When I started meditating, I started in the mornings. Before getting out of bed for that first cup of coffee. I practiced for 2 minutes, followed by 2 minutes of prayer everyday for one week, after one week I moved up to 3 minutes and added one minute every week after that until I got to 12 minutes. The reason I staggered it this way is because so many of us (including me) hold ourselves to these unrealistic standards of perfection, and then we judge ourselves when we don't live up to them. We are not meant to be perfect, because as a human it is impossible, but transformation is.


All of us have the capacity to change, learn and grow no matter what our circumstances. How do we change, grow, and transform? Through mindfulness, my journey into mindfulness was unexpected. I was always a happy, bubbly, positive person until I wasn't. Depression, anxiety, suicide, and stress became the dominant figure that ruled my life for many, many years. After 8 years of living in the darkness of depression and all that it manifests, I was ready to surrender to mindfulness and ditch the meds that were never really going to help me in the long run.


How I practice mindfulness is I appreciate every emotion, problem or situation with a thankful heart.


Example: I am held up behind one of those huge, slow-moving tractors that I can't pass, instead of being filled with anxious thoughts like I'm never going to get there in time! Why didn't I leave 5 minutes earlier! Can't the stupid tractor driver see he's holding up all this traffic!!! I instead think positive thoughts like this tractor that is slowing me down is here for a divine purpose. He may be an obstruction that is protecting me from a future car accident or a ticket or anything that will ultimately disrupt my life. I begin to appreciate that tractor being there, slowing me down because he just might be saving my life. And just like that, my emotions go from being distressed to a place of gratitude. Now, most likely I might have been just fine if that tractor wasn't there, but it doesn't matter because I've just tricked my mind into thinking something else, and my mind bought it.

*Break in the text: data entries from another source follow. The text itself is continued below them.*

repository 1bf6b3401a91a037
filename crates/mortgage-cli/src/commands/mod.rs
pub mod mortgage;
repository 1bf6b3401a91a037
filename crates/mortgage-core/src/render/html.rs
use minijinja::Environment;
use serde::Serialize;

use crate::render::currency::CurrencyFormat;
use crate::types::{Money, MortgageReport, PaymentSource};
use crate::MortgageResult;

const INDEX_TEMPLATE_NAME: &str = "index.html";
const INDEX_TEMPLATE: &str = include_str!("../../templates/index.html");

/// Raw form values echoed back into the page so the user can adjust and
/// resubmit.
#[derive(Debug, Clone, Default, PartialEq, Eq, Serialize)]
pub struct FormValues {
    pub principal: String,
    pub rate: String,
    pub months: String,
    pub monthly: String,
}

/// Compiled page template plus the currency format used for every amount.
///
/// Build once at startup and share; rendering only reads from it.
pub struct HtmlRenderer {
    env: Environment<'static>,
    currency: CurrencyFormat,
}

#[derive(Serialize)]
struct PageView<'a> {
    form: &'a FormValues,
    error: Option<&'a str>,
    result: Option<ResultView>,
}

#[derive(Serialize)]
struct ResultView {
    principal: String,
    annual_rate: String,
    fixed_months: u32,
    monthly_payment: String,
    payment_source: &'static str,
    total_paid: String,
    total_interest: String,
    total_principal: String,
    remaining_balance: String,
    rows: Vec<RowView>,
}

#[derive(Serialize)]
struct RowView {
    month: u32,
    interest: String,
    principal: String,
    balance: String,
}

impl HtmlRenderer {
    pub fn new(currency: CurrencyFormat) -> MortgageResult<Self> {
        let mut env = Environment::new();
        env.add_template(INDEX_TEMPLATE_NAME, INDEX_TEMPLATE)?;
        Ok(Self { env, currency })
    }

    pub fn currency(&self) -> &CurrencyFormat {
        &self.currency
    }

    /// The input form alone, optionally with an error banner.
    pub fn render_form(&self, form: &FormValues, error: Option<&str>) -> MortgageResult<String> {
        self.render(&PageView {
            form,
            error,
            result: None,
        })
    }

    /// The input form followed by the summary and the schedule table.
    pub fn render_report(
        &self,
        form: &FormValues,
        report: &MortgageReport,
    ) -> MortgageResult<String> {
        self.render(&PageView {
            form,
            error: None,
            result: Some(self.result_view(report)),
        })
    }

    fn render(&self, view: &PageView<'_>) -> MortgageResult<String> {
        let template = self.env.get_template(INDEX_TEMPLATE_NAME)?;
        Ok(template.render(view)?)
    }

    fn result_view(&self, report: &MortgageReport) -> ResultView {
        let money = |amount: Money| self.currency.format(amount);
        let terms = &report.terms;
        let summary = &report.summary;

        ResultView {
            principal: money(terms.principal()),
            annual_rate: format!("{}%", terms.annual_rate_pct().normalize()),
            fixed_months: terms.fixed_months(),
            monthly_payment: money(terms.monthly_payment()),
            payment_source: match terms.payment_source() {
                PaymentSource::Computed => "computed",
                PaymentSource::Supplied => "supplied",
            },
            total_paid: money(summary.total_paid),
            total_interest: money(summary.total_interest),
            total_principal: money(summary.total_principal),
            remaining_balance: money(summary.remaining_balance),
            rows: report
                .schedule
                .entries()
                .iter()
                .map(|e| RowView {
                    month: e.month,
                    interest: money(e.interest),
                    principal: money(e.principal),
                    balance: money(e.balance),
                })
                .collect(),
        }
    }
}
//! A4 PDF of the summary and schedule.
//!
//! Text is set in the built-in Helvetica faces, which only cover single-byte
//! encodings, so callers normally pass [`CurrencyFormat::gbp_ascii`].

use printpdf::{
    BuiltinFont, IndirectFontRef, Mm, PdfDocument, PdfDocumentReference, PdfLayerReference,
};

use crate::render::currency::CurrencyFormat;
use crate::types::MortgageReport;
use crate::MortgageResult;

const PAGE_WIDTH: Mm = Mm(210.0);
const PAGE_HEIGHT: Mm = Mm(297.0);
const LEFT_MARGIN: Mm = Mm(20.0);
const TOP_LINE: f32 = 277.0;
const BOTTOM_LIMIT: f32 = 20.0;

const TITLE_SIZE: f32 = 16.0;
const BODY_SIZE: f32 = 11.0;
const SUMMARY_LEADING: f32 = 6.0;
const ROW_HEIGHT: f32 = 7.0;

/// Left edge of the Month, Interest, Principal and Balance columns.
const COLUMNS: [Mm; 4] = [Mm(20.0), Mm(45.0), Mm(90.0), Mm(135.0)];
const COLUMN_TITLES: [&str; 4] = ["Month", "Interest", "Principal", "Balance"];

struct Fonts {
    regular: IndirectFontRef,
    bold: IndirectFontRef,
}

/// Lays out lines top to bottom, starting a new page when the next line
/// would cross the bottom margin.
struct PageWriter<'a> {
    doc: &'a PdfDocumentReference,
    fonts: &'a Fonts,
    layer: PdfLayerReference,
    y: f32,
    pages: u32,
}

impl PageWriter<'_> {
    fn ensure_room(&mut self, height: f32) {
        if self.y - height >= BOTTOM_LIMIT {
            return;
        }
        self.pages += 1;
        let (page, layer) = self
            .doc
            .add_page(PAGE_WIDTH, PAGE_HEIGHT, format!("Page {}", self.pages));
        self.layer = self.doc.get_page(page).get_layer(layer);
        self.y = TOP_LINE;
    }

    fn line(&mut self, text: &str, size: f32, bold: bool, advance: f32) {
        self.ensure_room(advance);
        let font = if bold { &self.fonts.bold } else { &self.fonts.regular };
        self.layer.use_text(text, size, LEFT_MARGIN, Mm(self.y), font);
        self.y -= advance;
    }

    fn row(&mut self, cells: [&str; 4], bold: bool) {
        self.ensure_room(ROW_HEIGHT);
        let font = if bold { &self.fonts.bold } else { &self.fonts.regular };
        for (x, cell) in COLUMNS.iter().zip(cells) {
            self.layer.use_text(cell, BODY_SIZE, *x, Mm(self.y), font);
        }
        self.y -= ROW_HEIGHT;
    }

    fn gap(&mut self, height: f32) {
        self.y -= height;
    }
}

/// Render the report as a complete PDF document held in memory.
pub fn render_pdf(report: &MortgageReport, currency: &CurrencyFormat) -> MortgageResult<Vec<u8>> {
    let (doc, page, layer) =
        PdfDocument::new("Mortgage Breakdown", PAGE_WIDTH, PAGE_HEIGHT, "Page 1");
    let fonts = Fonts {
        regular: doc.add_builtin_font(BuiltinFont::Helvetica)?,
        bold: doc.add_builtin_font(BuiltinFont::HelveticaBold)?,
    };

    let mut writer = PageWriter {
        doc: &doc,
        fonts: &fonts,
        layer: doc.get_page(page).get_layer(layer),
        y: TOP_LINE,
        pages: 1,
    };

    writer.line("Mortgage Breakdown", TITLE_SIZE, true, 12.0);

    let terms = &report.terms;
    let summary = &report.summary;
    let summary_lines = [
        format!("Principal: {}", currency.format(terms.principal())),
        format!("Fixed rate period: {} months", terms.fixed_months()),
        format!("Monthly payment: {}", currency.format(terms.monthly_payment())),
        format!("Total paid: {}", currency.format(summary.total_paid)),
        format!("Total interest: {}", currency.format(summary.total_interest)),
        format!("Total principal: {}", currency.format(summary.total_principal)),
        format!("Remaining balance: {}", currency.format(summary.remaining_balance)),
    ];
    for text in &summary_lines {
        writer.line(text, BODY_SIZE, false, SUMMARY_LEADING);
    }
    writer.gap(SUMMARY_LEADING);

    writer.row(COLUMN_TITLES, true);
    for entry in report.schedule.entries() {
        let month = entry.month.to_string();
        let interest = currency.format(entry.interest);
        let principal = currency.format(entry.principal);
        let balance = currency.format(entry.balance);
        writer.row(
            [
                month.as_str(),
                interest.as_str(),
                principal.as_str(),
                balance.as_str(),
            ],
            false,
        );
    }

    Ok(doc.save_to_bytes()?)
}

#[cfg(test)]
mod tests {
    use super::*;
    use crate::types::LoanTerms;
    use rust_decimal_macros::dec;

    #[test]
    fn test_pdf_has_header_and_trailer() {
        let terms = LoanTerms::with_computed_payment(dec!(200_000), dec!(5), 12).unwrap();
        let report = MortgageReport::from_terms(terms).unwrap();
        let bytes = render_pdf(&report, &CurrencyFormat::gbp_ascii()).unwrap();

        assert!(bytes.starts_with(b"%PDF"));
        let tail = String::from_utf8_lossy(&bytes[bytes.len().saturating_sub(64)..]).to_string();
        assert!(tail.contains("%%EOF"));
    }

    #[test]
    fn test_long_schedule_spans_several_pages() {
        let short = LoanTerms::with_computed_payment(dec!(200_000), dec!(5), 12).unwrap();
        let long = LoanTerms::with_computed_payment(dec!(200_000), dec!(5), 360).unwrap();

        let currency = CurrencyFormat::gbp_ascii();
        let short_report = MortgageReport::from_terms(short).unwrap();
        let long_report = MortgageReport::from_terms(long).unwrap();
        let short_pdf = render_pdf(&short_report, &currency).unwrap();
        let long_pdf = render_pdf(&long_report, &currency).unwrap();

        assert!(long_pdf.starts_with(b"%PDF"));
        assert!(long_pdf.len() > short_pdf.len());
    }
}
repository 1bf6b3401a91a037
//! Server error types

use axum::{
    http::StatusCode,
    response::{IntoResponse, Response},
};
use mortgage_core::MortgageError;
use thiserror::Error;
use tracing::error;

use crate::form::FormError;

/// Server-specific errors
#[derive(Error, Debug)]
pub enum ServerError {
    /// Invalid request
    #[error("{0}")]
    BadRequest(String),

    /// Internal error
    #[error("Internal error: {0}")]
    Internal(String),
}

impl ServerError {
    pub fn status(&self) -> StatusCode {
        match self {
            ServerError::BadRequest(_) => StatusCode::BAD_REQUEST,
            ServerError::Internal(_) => StatusCode::INTERNAL_SERVER_ERROR,
        }
    }
}

impl IntoResponse for ServerError {
    fn into_response(self) -> Response {
        let status = self.status();
        let message = match &self {
            ServerError::BadRequest(msg) => msg.clone(),
            ServerError::Internal(msg) => {
                error!(error = %msg, "request failed");
                "failed to generate document".to_string()
            }
        };

        (status, message).into_response()
    }
}

impl From<MortgageError> for ServerError {
    fn from(e: MortgageError) -> Self {
        if e.is_client_error() {
            ServerError::BadRequest(e.to_string())
        } else {
            ServerError::Internal(e.to_string())
        }
    }
}

impl From<FormError> for ServerError {
    fn from(e: FormError) -> Self {
        match e {
            FormError::Terms(inner) => inner.into(),
            other => ServerError::BadRequest(other.to_string()),
        }
    }
}

#[cfg(test)]
mod tests {
    use super::*;

    #[test]
    fn test_invalid_terms_map_to_bad_request() {
        let err: ServerError = MortgageError::InvalidInput {
            field: "months".into(),
            reason: "must be at least 1".into(),
        }
        .into();
        assert_eq!(err.status(), StatusCode::BAD_REQUEST);
        assert_eq!(err.to_string(), "invalid months: must be at least 1");
    }

    #[test]
    fn test_render_failure_maps_to_internal() {
        let err: ServerError = MortgageError::Render("pdf: font".into()).into();
        assert_eq!(err.status(), StatusCode::INTERNAL_SERVER_ERROR);
    }

    #[test]
    fn test_missing_field_maps_to_bad_request() {
        let err: ServerError = FormError::Missing("rate").into();
        assert_eq!(err.status(), StatusCode::BAD_REQUEST);
        assert_eq!(err.to_string(), "missing field: rate");
    }
}
use std::io;

use crate::render::currency::format_plain;
use crate::types::{MortgageReport, Schedule};
use crate::MortgageResult;

/// Column order of every schedule CSV.
pub const CSV_HEADER: [&str; 4] = ["Month", "Interest", "Principal", "Balance"];

/// Write the schedule as CSV: header row, then one row per month with
/// money to two decimals.
pub fn write_schedule_csv<W: io::Write>(writer: W, schedule: &Schedule) -> MortgageResult<()> {
    let mut wtr = csv::WriterBuilder::new()
        .terminator(csv::Terminator::Any(b'\n'))
        .from_writer(writer);
    wtr.write_record(CSV_HEADER)?;

    for entry in schedule.entries() {
        wtr.write_record([
            entry.month.to_string(),
            format_plain(entry.interest),
            format_plain(entry.principal),
            format_plain(entry.balance),
        ])?;
    }

    wtr.flush()?;
    Ok(())
}

/// Render the report's schedule into an in-memory CSV document.
pub fn render_csv(report: &MortgageReport) -> MortgageResult<Vec<u8>> {
    let mut buf = Vec::new();
    write_schedule_csv(&mut buf, &report.schedule)?;
    Ok(buf)
}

Example: My neighbor travels to many distant and beautiful destinations around the world all of the time. Instead of being filled with jealousy that she travels everywhere and here I am, probably never going to see even half of the destinations she's ever seen, I instead begin to bless her and pray for her safety as she travels, I wish only the best for her and suddenly those feelings of jealousy turn into feelings of love and adoration. I can't wait for her to come back so she can tell me all about her trip. I also think about it this way, I have been called to a different mission in my life. Her mission may be traveling around the world and along the way she finds her heart was left in Africa because she is called to go there and work with children in refugee camps. My mission is just to be here and with a grateful heart, I will eventually too find out my mission. I begin to tell myself it's going to be greater and bigger than anything I could have ever imagined. And just like that, my emotions go from being in a state of jealousy to a place of understanding.


Example: (this is a great one for parents!) I'm in the middle of doing something I feel is important, and one of my kids comes up and completely disrupt it by asking I could play a game with them or could I fix them a snack, or whatever it may be. Before I would think and say, hang on I'm almost finished, but they persist and beg "please mommy, can you do it right now! Please!" My blood begins to boil and I think, why can't I have 5 minutes to myself!! And then here comes the anger and stress, now I'm playing a game with my kids and totally annoyed because I didn't finish what I needed to do. Instead, I think about it this way. When they ask for something that I totally am not in love with doing at that moment, I imagine its someone very prestigious (like the Queen of England) in my house, and if she asked me if I could do a favor for her while I was in the middle of doing something. I would totally drop what I am doing to please her, and because she's a guest in my home, I'm going to be a great hostess. All of a sudden, I've just tricked my brain into thinking I actually want to entertain my kids with what they are asking for, and it's done with love and enthusiasm.